┌─ EXERCISE MATERIALS

//! The kernel facade: builder, lifecycle engine, and the `Kernel`/`ActiveKernel`
//! split that drives a plugin set from registration through teardown.
//!
//! Grounded in the reference `Application`'s initialize/start/shutdown
//! sequence (`kernel::bootstrap`) and the plugin registry's topological
//! `initialize_all`/`shutdown_all` (`plugin_system::registry`): components
//! activate in dependency order and tear down in reverse, continuing past
//! individual teardown failures rather than aborting the sweep.
//!
//! Two of the distilled spec's lifecycle invariants - "`use` after `build`
//! fails with `KernelAlreadyBuilt`" and "`get` before `init` fails with
//! `KernelNotInitialized`" - are enforced here at the type level instead of
//! at runtime: `KernelBuilder::build` and `Kernel::init` each consume
//! `self`, so there is no builder left to call `use_plugin` on and no
//! pre-init `Kernel` left to call `get` on. The corresponding `Error`
//! variants remain in the public error enum for API completeness but are
//! never constructed.

use std::collections::HashMap;
use std::sync::Arc;
use std::time::Duration;

use serde_json::Value;

use crate::adapter::BusAdapter;
use crate::bus::{ErrorBus, EventBus, HookBus};
use crate::error::{Error, Result};
use crate::options::validate_options;
use crate::plugin::{PluginApi, PluginContext, PluginDescriptor, PluginState};
use crate::registry::{PluginRegistry, PluginRegistryHandle};
use crate::resolver::resolve_order;

/// Tunables for a kernel instance, supplied to [`create_kernel`].
#[derive(Debug, Clone)]
pub struct KernelOptions {
    /// Capacity of each event's startup buffer (`buffer`/`replay` policies).
    pub event_buffer_capacity: usize,
    /// Optional deadline wrapped around every `setup`/`teardown` call. A
    /// plugin that does not complete within the deadline is treated as
    /// failed, the same as a plugin whose future resolves to `Err`.
    pub setup_deadline: Option<Duration>,
}

impl Default for KernelOptions {
    fn default() -> Self {
        Self {
            event_buffer_capacity: 256,
            setup_deadline: None,
        }
    }
}

struct PendingPlugin {
    descriptor: PluginDescriptor,
    options_input: Option<Value>,
}

/// Accepts plugin registrations and adapters before producing an inert
/// [`Kernel`]. Construct with [`create_kernel`].
pub struct KernelBuilder {
    options: KernelOptions,
    pending: Vec<PendingPlugin>,
    adapters: Vec<Arc<dyn BusAdapter>>,
}

/// Creates a new builder. `options` defaults to [`KernelOptions::default`]
/// when absent.
pub fn create_kernel(options: Option<KernelOptions>) -> KernelBuilder {
    KernelBuilder {
        options: options.unwrap_or_default(),
        pending: Vec::new(),
        adapters: Vec::new(),
    }
}

impl KernelBuilder {
    /// Registers a plugin descriptor with no caller-supplied options input;
    /// the plugin falls back to its own `optionsSpec.defaultValue`, if any.
    pub fn use_plugin(self, descriptor: PluginDescriptor) -> Self {
        self.use_plugin_with_options(descriptor, None)
    }

    /// Registers a plugin descriptor together with the raw options value
    /// the kernel should validate against its `optionsSpec` during `init`.
    pub fn use_plugin_with_options(mut self, descriptor: PluginDescriptor, options: Option<Value>) -> Self {
        self.pending.push(PendingPlugin {
            descriptor,
            options_input: options,
        });
        self
    }

    /// Registers a bus adapter. Adapters observe event `define`/`emit`
    /// activity across every namespace; see [`BusAdapter`].
    pub fn use_adapter(mut self, adapter: Arc<dyn BusAdapter>) -> Self {
        self.adapters.push(adapter);
        self
    }

    /// Registers every plugin descriptor, failing on the first duplicate
    /// name, and assembles the inert [`Kernel`]. No dependency resolution
    /// or setup happens yet; that is [`Kernel::init`]'s job.
    pub fn build(self) -> Result<Kernel> {
        let mut registry = PluginRegistry::new();
        let mut user_order = HashMap::new();
        let mut options_input = HashMap::new();
        let mut descriptors = Vec::with_capacity(self.pending.len());

        for (index, pending) in self.pending.into_iter().enumerate() {
            let name = pending.descriptor.name.clone();
            // Earlier registration ranks higher: registration order is the
            // caller's most direct expression of a priority hint short of
            // an explicit `priority` field, so it breaks resolver ties
            // before falling back to name order. See DESIGN.md.
            user_order.insert(name.clone(), -(index as i64));
            options_input.insert(name.clone(), pending.options_input);
            descriptors.push(pending.descriptor.clone());
            registry.register(pending.descriptor)?;
        }

        let error_bus = Arc::new(ErrorBus::new());
        let events = Arc::new(EventBus::with_buffer_capacity(
            error_bus.clone(),
            self.options.event_buffer_capacity,
        ));
        let hooks = Arc::new(HookBus::new(error_bus.clone()));
        for adapter in &self.adapters {
            events.register_adapter(adapter.clone());
        }

        Ok(Kernel {
            registry: PluginRegistryHandle::from_registry(registry),
            descriptors,
            user_order,
            options_input,
            events,
            hooks,
            errors: error_bus,
            setup_deadline: self.options.setup_deadline,
        })
    }
}

/// A built but not-yet-initialized kernel. Call [`Kernel::init`] to resolve
/// activation order, run every plugin's `setup`, and obtain an
/// [`ActiveKernel`].
pub struct Kernel {
    registry: PluginRegistryHandle,
    descriptors: Vec<PluginDescriptor>,
    user_order: HashMap<String, i64>,
    options_input: HashMap<String, Option<Value>>,
    events: Arc<EventBus>,
    hooks: Arc<HookBus>,
    errors: Arc<ErrorBus>,
    setup_deadline: Option<Duration>,
}

impl Kernel {
    /// Drives every registered plugin through options validation,
    /// event/hook definition, and setup, in resolved activation order.
    ///
    /// A failure during resolution, options validation, or event/hook
    /// definition aborts immediately (nothing has activated yet, so there
    /// is nothing to roll back). A `setup` failure marks the offending
    /// plugin `Failed`, tears down every previously-activated plugin in
    /// reverse order, and returns [`Error::InitAborted`] preserving the
    /// root cause and any rollback failures.
    pub async fn init(self) -> Result<ActiveKernel> {
        let order = resolve_order(&self.descriptors, &self.user_order)?;
        let by_name: HashMap<&str, &PluginDescriptor> =
            self.descriptors.iter().map(|d| (d.name.as_str(), d)).collect();

        {
            let mut guard = self.registry.lock().await;
            for name in &order {
                guard.set_state(name, PluginState::Resolved);
            }
        }

        // Options phase.
        let mut resolved_options: HashMap<String, Option<Value>> = HashMap::new();
        for name in &order {
            let descriptor = by_name[name.as_str()];
            let input = self.options_input.get(name).cloned().flatten();
            let validated = validate_options(name, descriptor.options_spec.as_ref(), input)?;
            resolved_options.insert(name.clone(), validated);
        }
        {
            let mut guard = self.registry.lock().await;
            for (name, opts) in &resolved_options {
                guard.set_resolved_options(name, opts.clone());
            }
        }

        // Definition phase: events are namespaced under the declaring
        // plugin's own name; hooks are keyed `pluginName.hookName`.
        for name in &order {
            let descriptor = by_name[name.as_str()];
            for (event_name, spec) in &descriptor.events {
                self.events.define(name, event_name, spec.clone()).await?;
            }
            for hook_name in &descriptor.hooks {
                self.hooks.define(&format!("{name}.{hook_name}")).await?;
            }
        }

        // Setup phase.
        let mut activated: Vec<String> = Vec::new();
        for (index, name) in order.iter().enumerate() {
            let descriptor = by_name[name.as_str()].clone();
            log::info!("setting up plugin '{name}'");
            {
                let mut guard = self.registry.lock().await;
                guard.set_state(name, PluginState::SettingUp);
            }

            let ctx = PluginContext {
                events: self.events.clone(),
                hooks: self.hooks.clone(),
                errors: self.errors.clone(),
                registry: self.registry.clone(),
            };
            let options = resolved_options.get(name).cloned().flatten();
            let setup_fut = (descriptor.setup)(ctx, options);
            let outcome = match self.setup_deadline {
                Some(deadline) => match tokio::time::timeout(deadline, setup_fut).await {
                    Ok(result) => result,
                    Err(_) => Err(crate::plugin::PluginSetupError::new(format!(
                        "setup for '{name}' exceeded its deadline"
                    ))),
                },
                None => setup_fut.await,
            };

            match outcome {
                Ok(api) => {
                    let mut guard = self.registry.lock().await;
                    guard.bind_api(name, api);
                    guard.set_activation_index(name, index);
                    activated.push(name.clone());
                }
                Err(setup_err) => {
                    log::error!("setup failed for plugin '{name}': {setup_err}");
                    {
                        let mut guard = self.registry.lock().await;
                        guard.set_state(name, PluginState::Failed);
                    }
                    let root_cause = Error::SetupFailed {
                        plugin: name.clone(),
                        source: setup_err,
                    };
                    let rollback_errors =
                        rollback(&self.events, &self.hooks, &self.errors, &self.registry, &activated, &by_name).await;
                    return Err(Error::InitAborted {
                        root_cause: Box::new(root_cause),
                        rollback_errors,
                    });
                }
            }
        }

        // Run phase: startup buffers flush to whoever is already subscribed.
        self.events.mark_active().await;
        log::info!("kernel active with {} plugin(s)", order.len());

        Ok(ActiveKernel {
            registry: self.registry,
            events: self.events,
            hooks: self.hooks,
            errors: self.errors,
        })
    }
}

/// Tears down `activated` plugins in reverse order, continuing past
/// individual teardown failures, the same collect-and-continue discipline
/// as `ActiveKernel::stop`.
async fn rollback(
    events: &Arc<EventBus>,
    hooks: &Arc<HookBus>,
    errors: &Arc<ErrorBus>,
    registry: &PluginRegistryHandle,
    activated: &[String],
    by_name: &HashMap<&str, &PluginDescriptor>,
) -> Vec<Error> {
    let mut failures = Vec::new();
    for name in activated.iter().rev() {
        let descriptor = by_name[name.as_str()];
        if let Some(teardown) = &descriptor.teardown {
            let ctx = PluginContext {
                events: events.clone(),
                hooks: hooks.clone(),
                errors: errors.clone(),
                registry: registry.clone(),
            };
            if let Err(e) = teardown(ctx).await {
                log::error!("rollback teardown failed for plugin '{name}': {e}");
                failures.push(Error::TeardownFailed {
                    plugin: name.clone(),
                    source: e,
                });
            }
        }
        let mut guard = registry.lock().await;
        guard.unbind(name);
        guard.set_state(name, PluginState::Stopped);
    }
    failures
}

/// A kernel whose plugins have all reached `Active`. APIs are reachable
/// through [`ActiveKernel::get`]; the three buses are live.
pub struct ActiveKernel {
    registry: PluginRegistryHandle,
    events: Arc<EventBus>,
    hooks: Arc<HookBus>,
    errors: Arc<ErrorBus>,
}

impl ActiveKernel {
    /// Looks up an `Active` plugin's API by name.
    pub async fn get(&self, name: &str) -> Result<PluginApi> {
        self.registry.get(name).await
    }

    pub fn events(&self) -> &EventBus {
        &self.events
    }

    pub fn hooks(&self) -> &HookBus {
        &self.hooks
    }

    pub fn errors(&self) -> &ErrorBus {
        &self.errors
    }

    /// Tears down every `Active` plugin in reverse activation order.
    /// Continues past individual teardown failures rather than aborting
    /// the sweep; if any occurred, returns them bundled as
    /// [`Error::AggregateTeardown`] rather than only the first.
    pub async fn stop(self) -> Result<()> {
        let names = { self.registry.lock().await.active_in_reverse_activation_order() };
        let mut failures = Vec::new();

        for name in names {
            {
                let mut guard = self.registry.lock().await;
                guard.set_state(&name, PluginState::Stopping);
            }
            let descriptor = { self.registry.lock().await.descriptor(&name).cloned() };

            let mut teardown_failed = false;
            if let Some(descriptor) = descriptor {
                if let Some(teardown) = &descriptor.teardown {
                    let ctx = PluginContext {
                        events: self.events.clone(),
                        hooks: self.hooks.clone(),
                        errors: self.errors.clone(),
                        registry: self.registry.clone(),
                    };
                    if let Err(e) = teardown(ctx).await {
                        log::error!("teardown failed for plugin '{name}': {e}");
                        failures.push(Error::TeardownFailed {
                            plugin: name.clone(),
                            source: e,
                        });
                        teardown_failed = true;
                    }
                }
            }

            let mut guard = self.registry.lock().await;
            guard.unbind(&name);
            guard.set_state(&name, if teardown_failed { PluginState::Failed } else { PluginState::Stopped });
        }

        if failures.is_empty() {
            Ok(())
        } else {
            Err(Error::AggregateTeardown(failures))
        }
    }
}
//! Options validation for plugin setup.
//!
//! A plugin may declare an [`OptionsSpec`] pairing a validator with a
//! default value. `validate_options` never runs the validator on a `None`
//! input when a default is available; it only parses caller-supplied input.

use std::fmt;
use std::sync::Arc;

use serde_json::Value;

use crate::error::{Error, Result};

/// A schema capable of validating and normalizing a plugin's options.
/// Implementors typically wrap a `serde_json::Value -> T` deserialize step,
/// but the trait stays JSON-shaped so the registry can hold it as
/// `Arc<dyn OptionsSchema>` independent of the plugin's own option type.
pub trait OptionsSchema: Send + Sync {
    fn parse(&self, input: Value) -> std::result::Result<Value, String>;
}

impl fmt::Debug for dyn OptionsSchema {
    fn fmt(&self, f: &mut fmt::Formatter<'_>) -> fmt::Result {
        write!(f, "<options schema>")
    }
}

/// A plugin's declared options contract: an optional validator plus an
/// optional default used when the caller supplies no options at all.
#[derive(Clone)]
pub struct OptionsSpec {
    pub validator: Arc<dyn OptionsSchema>,
    pub default_value: Option<Value>,
}

impl fmt::Debug for OptionsSpec {
    fn fmt(&self, f: &mut fmt::Formatter<'_>) -> fmt::Result {
        f.debug_struct("OptionsSpec")
            .field("default_value", &self.default_value)
            .finish()
    }
}

/// Validates `input` against `spec` for the named plugin.
///
/// - No spec: the plugin takes no options; returns `Ok(None)` regardless of `input`.
/// - No input but a default exists: returns the default, unvalidated (it is
///   trusted author-supplied data, not user input).
/// - Otherwise: runs the validator and rewraps any failure as
///   [`Error::OptionsValidationFailed`].
pub fn validate_options(
    plugin_name: &str,
    spec: Option<&OptionsSpec>,
    input: Option<Value>,
) -> Result<Option<Value>> {
    let Some(spec) = spec else {
        return Ok(None);
    };
    let value = match input {
        Some(v) => v,
        None => match &spec.default_value {
            Some(default) => return Ok(Some(default.clone())),
            None => Value::Null,
        },
    };
    spec.validator
        .parse(value)
        .map(Some)
        .map_err(|message| Error::OptionsValidationFailed {
            plugin: plugin_name.to_string(),
            message,
        })
}

#[cfg(test)]
mod tests {
    use super::*;
    use serde_json::json;

    struct EvenNumber;
    impl OptionsSchema for EvenNumber {
        fn parse(&self, input: Value) -> std::result::Result<Value, String> {
            match input.as_i64() {
                Some(n) if n % 2 == 0 => Ok(input),
                Some(n) => Err(format!("{n} is not even")),
                None => Err("expected an integer".to_string()),
            }
        }
    }

    #[test]
    fn no_spec_means_no_options() {
        assert_eq!(validate_options("p", None, Some(json!(3))).unwrap(), None);
    }

    #[test]
    fn missing_input_falls_back_to_default_without_validation() {
        let spec = OptionsSpec {
            validator: Arc::new(EvenNumber),
            default_value: Some(json!(3)), // odd, would fail validation, but default is trusted
        };
        assert_eq!(validate_options("p", Some(&spec), None).unwrap(), Some(json!(3)));
    }

    #[test]
    fn present_input_is_validated() {
        let spec = OptionsSpec {
            validator: Arc::new(EvenNumber),
            default_value: None,
        };
        assert_eq!(validate_options("p", Some(&spec), Some(json!(4))).unwrap(), Some(json!(4)));
        let err = validate_options("p", Some(&spec), Some(json!(3))).unwrap_err();
        assert!(matches!(err, Error::OptionsValidationFailed { plugin, .. } if plugin == "p"));
    }
}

└─

- AIM OF THE EXERCISE:
Each line above that contains "caller" must be copied out.

- REPLY TO THE EXERCISE:
    /// Registers a plugin descriptor with no caller-supplied options input;
            // caller's most direct expression of a priority hint short of
//! input when a default is available; it only parses caller-supplied input.
/// optional default used when the caller supplies no options at all.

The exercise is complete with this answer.